*** Opening DATA PROVIDED ***
use std::fmt;

use crate::span::Span;

/// Token kinds produced by the lexer.
#[derive(Debug, Clone, Copy, PartialEq, Eq, Hash)]
pub enum TokenKind {
    // Punctuation.
    LeftParen,
    RightParen,
    LeftBracket,
    RightBracket,
    LeftBrace,
    RightBrace,
    Backtick,
    Comma,

    /// Statement separator: `;` or a line ending.
    Line,
    /// A `\` that makes the following line ending insignificant.
    LineContinuation,
    /// Run of spaces and tabs.
    Whitespace,

    /// `// ...`
    LineComment,
    /// `/* ... */`
    BlockComment,
    /// `/// ...`
    DocComment,

    // Literals.
    Int,
    Bool,
    String,
    /// Label with a trailing colon, such as `x:` or `0:`.
    Field,

    /// Identifier or operator name.
    Name,

    // Keywords.
    And,
    As,
    Break,
    Case,
    Catch,
    Def,
    Defclass,
    Do,
    Else,
    End,
    Export,
    Fn,
    For,
    Import,
    If,
    In,
    Is,
    Match,
    Nothing,
    Only,
    Or,
    Return,
    Then,
    Throw,
    Val,
    Var,
    While,
    With,

    // Built-in operators.
    Plus,
    Minus,
    Asterisk,
    Slash,
    Percent,
    Lt,
    Gt,
    Lte,
    Gte,
    Eq,
    EqEq,
    NotEq,

    Eof,
}

impl TokenKind {
    /// Kind for a reserved word or built-in operator text, if any.
    ///
    /// `true` and `false` are not here: they become `Bool` literals.
    #[must_use]
    pub fn reserved(text: &str) -> Option<Self> {
        let kind = match text {
            "and" => Self::And,
            "as" => Self::As,
            "break" => Self::Break,
            "case" => Self::Case,
            "catch" => Self::Catch,
            "def" => Self::Def,
            "defclass" => Self::Defclass,
            "do" => Self::Do,
            "else" => Self::Else,
            "end" => Self::End,
            "export" => Self::Export,
            "fn" => Self::Fn,
            "for" => Self::For,
            "import" => Self::Import,
            "if" => Self::If,
            "in" => Self::In,
            "is" => Self::Is,
            "match" => Self::Match,
            "nothing" => Self::Nothing,
            "only" => Self::Only,
            "or" => Self::Or,
            "return" => Self::Return,
            "then" => Self::Then,
            "throw" => Self::Throw,
            "val" => Self::Val,
            "var" => Self::Var,
            "while" => Self::While,
            "with" => Self::With,

            "+" => Self::Plus,
            "-" => Self::Minus,
            "*" => Self::Asterisk,
            "/" => Self::Slash,
            "%" => Self::Percent,
            "<" => Self::Lt,
            ">" => Self::Gt,
            "<=" => Self::Lte,
            ">=" => Self::Gte,
            "=" => Self::Eq,
            "==" => Self::EqEq,
            "!=" => Self::NotEq,
            _ => return None,
        };
        Some(kind)
    }

    /// True for the built-in operator kinds, including `=`.
    #[must_use]
    pub const fn is_operator(self) -> bool {
        matches!(
            self,
            Self::Plus
                | Self::Minus
                | Self::Asterisk
                | Self::Slash
                | Self::Percent
                | Self::Lt
                | Self::Gt
                | Self::Lte
                | Self::Gte
                | Self::Eq
                | Self::EqEq
                | Self::NotEq
        )
    }

    /// True for tokens the parser never sees.
    #[must_use]
    pub const fn is_trivia(self) -> bool {
        matches!(
            self,
            Self::Whitespace | Self::LineComment | Self::BlockComment
        )
    }
}

impl fmt::Display for TokenKind {
    fn fmt(&self, f: &mut fmt::Formatter<'_>) -> fmt::Result {
        let text = match self {
            Self::LeftParen => "'('",
            Self::RightParen => "')'",
            Self::LeftBracket => "'['",
            Self::RightBracket => "']'",
            Self::LeftBrace => "'{'",
            Self::RightBrace => "'}'",
            Self::Backtick => "'`'",
            Self::Comma => "','",
            Self::Line => "end of line",
            Self::LineContinuation => "'\\'",
            Self::Whitespace => "whitespace",
            Self::LineComment | Self::BlockComment => "comment",
            Self::DocComment => "doc comment",
            Self::Int => "integer",
            Self::Bool => "boolean",
            Self::String => "string",
            Self::Field => "field label",
            Self::Name => "name",
            Self::And => "'and'",
            Self::As => "'as'",
            Self::Break => "'break'",
            Self::Case => "'case'",
            Self::Catch => "'catch'",
            Self::Def => "'def'",
            Self::Defclass => "'defclass'",
            Self::Do => "'do'",
            Self::Else => "'else'",
            Self::End => "'end'",
            Self::Export => "'export'",
            Self::Fn => "'fn'",
            Self::For => "'for'",
            Self::Import => "'import'",
            Self::If => "'if'",
            Self::In => "'in'",
            Self::Is => "'is'",
            Self::Match => "'match'",
            Self::Nothing => "'nothing'",
            Self::Only => "'only'",
            Self::Or => "'or'",
            Self::Return => "'return'",
            Self::Then => "'then'",
            Self::Throw => "'throw'",
            Self::Val => "'val'",
            Self::Var => "'var'",
            Self::While => "'while'",
            Self::With => "'with'",
            Self::Plus => "'+'",
            Self::Minus => "'-'",
            Self::Asterisk => "'*'",
            Self::Slash => "'/'",
            Self::Percent => "'%'",
            Self::Lt => "'<'",
            Self::Gt => "'>'",
            Self::Lte => "'<='",
            Self::Gte => "'>='",
            Self::Eq => "'='",
            Self::EqEq => "'=='",
            Self::NotEq => "'!='",
            Self::Eof => "end of input",
        };
        f.write_str(text)
    }
}

/// Typed payload carried by literal, label, and comment tokens.
#[derive(Debug, Clone, PartialEq, Eq)]
pub enum Literal {
    Int(i64),
    Bool(bool),
    /// String contents with escapes resolved, a field label without its
    /// colon, or a trimmed comment body.
    String(String),
}

/// A single token with its kind, raw text, payload, and source location.
#[derive(Debug, Clone, PartialEq, Eq)]
pub struct Token {
    pub kind: TokenKind,
    /// Exactly the source text consumed for this token.
    pub text: String,
    pub value: Option<Literal>,
    pub span: Span,
}

impl Token {
    /// The string payload, if the token has one.
    #[must_use]
    pub fn string_value(&self) -> Option<&str> {
        match &self.value {
            Some(Literal::String(s)) => Some(s),
            _ => None,
        }
    }

    #[must_use]
    pub const fn int_value(&self) -> Option<i64> {
        match self.value {
            Some(Literal::Int(n)) => Some(n),
            _ => None,
        }
    }

    #[must_use]
    pub const fn bool_value(&self) -> Option<bool> {
        match self.value {
            Some(Literal::Bool(b)) => Some(b),
            _ => None,
        }
    }

    /// True for a name made of operator characters, like `++` or `->`.
    #[must_use]
    pub fn is_operator_name(&self) -> bool {
        self.kind == TokenKind::Name && self.text.starts_with(is_operator_char)
    }
}

/// Characters that can begin an identifier.
#[must_use]
pub const fn is_name_char(c: char) -> bool {
    c.is_ascii_alphabetic() || c == '_' || c == '.'
}

/// Characters that make up operator names.
#[must_use]
pub const fn is_operator_char(c: char) -> bool {
    matches!(
        c,
        '~' | '!' | '$' | '%' | '^' | '&' | '*' | '-' | '=' | '+' | '|' | '/' | '?' | '<' | '>'
    )
}

/// True if `text` lexes as a single plain name token.
#[must_use]
pub fn is_identifier(text: &str) -> bool {
    let mut chars = text.chars();
    chars.next().is_some_and(is_name_char)
        && chars.all(|c| is_name_char(c) || c.is_ascii_digit())
        && TokenKind::reserved(text).is_none()
        && !matches!(text, "true" | "false")
}

#[cfg(test)]
mod tests {
    use super::*;

    #[test]
    fn keywords_are_reserved() {
        assert_eq!(TokenKind::reserved("defclass"), Some(TokenKind::Defclass));
        assert_eq!(TokenKind::reserved("while"), Some(TokenKind::While));
        assert_eq!(TokenKind::reserved("Defclass"), None);
    }

    #[test]
    fn operators_are_reserved() {
        assert_eq!(TokenKind::reserved("<="), Some(TokenKind::Lte));
        assert_eq!(TokenKind::reserved("!="), Some(TokenKind::NotEq));
        assert_eq!(TokenKind::reserved("++"), None);
    }

    #[test]
    fn booleans_are_not_keywords() {
        assert_eq!(TokenKind::reserved("true"), None);
        assert_eq!(TokenKind::reserved("false"), None);
    }

    #[test]
    fn operator_chars() {
        assert!("~!$%^&*-=+|/?<>".chars().all(is_operator_char));
        assert!(!is_operator_char(':'));
        assert!(!is_operator_char('#'));
    }
}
*** Closing DATA PROVIDED ***
■ **ACTION ITEM**
Among the entries above, count the lines that contain the word "impl" and give the number by itself.

■ **WRITTEN ANSWER**
3